***** RECORD SET *****
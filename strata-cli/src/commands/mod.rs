//! CLI command implementations.

use std::path::Path;

use strata_sqlite::{SqliteConfig, SqliteConnection};

use crate::config::{Config, resolve_path};
use crate::error::{CliError, CliResult};

pub mod apply;
pub mod diff;
pub mod digest;
pub mod history;
pub mod version;

/// Whether `target` names a SQL text file rather than a database
pub fn is_sql_file(target: &str) -> bool {
    Path::new(target)
        .extension()
        .is_some_and(|ext| ext.eq_ignore_ascii_case("sql"))
}

/// Read a schema file, resolving relative paths against `cwd`
pub fn read_sql(cwd: &Path, path: &Path) -> CliResult<String> {
    let path = resolve_path(cwd, path);
    std::fs::read_to_string(&path)
        .map_err(|e| CliError::Command(format!("cannot read {}: {}", path.display(), e)))
}

/// Connection settings for a database path or URL.
///
/// The configured busy timeout applies unless the URL sets its own.
pub fn database_config(target: &str, config: &Config, read_only: bool) -> CliResult<SqliteConfig> {
    let mut sqlite = SqliteConfig::from_url(target)?;
    if let Some(ms) = config.database.busy_timeout_ms {
        if !target.contains("busy_timeout=") {
            sqlite = sqlite.busy_timeout(ms);
        }
    }
    if read_only {
        sqlite = sqlite.read_only(true);
    }
    Ok(sqlite)
}

/// Open the database at `target`
pub async fn open_database(target: &str, config: &Config, read_only: bool) -> CliResult<SqliteConnection> {
    let sqlite = database_config(target, config, read_only)?;
    Ok(SqliteConnection::open(&sqlite).await?)
}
*****
● **TASK REQUIREMENTS**
Please return all lines from the records that hold the word "CliResult".

● **RESULT FOR THIS EXERCISE**
use crate::error::{CliError, CliResult};
pub fn read_sql(cwd: &Path, path: &Path) -> CliResult<String> {
pub fn database_config(target: &str, config: &Config, read_only: bool) -> CliResult<SqliteConfig> {
pub async fn open_database(target: &str, config: &Config, read_only: bool) -> CliResult<SqliteConnection> {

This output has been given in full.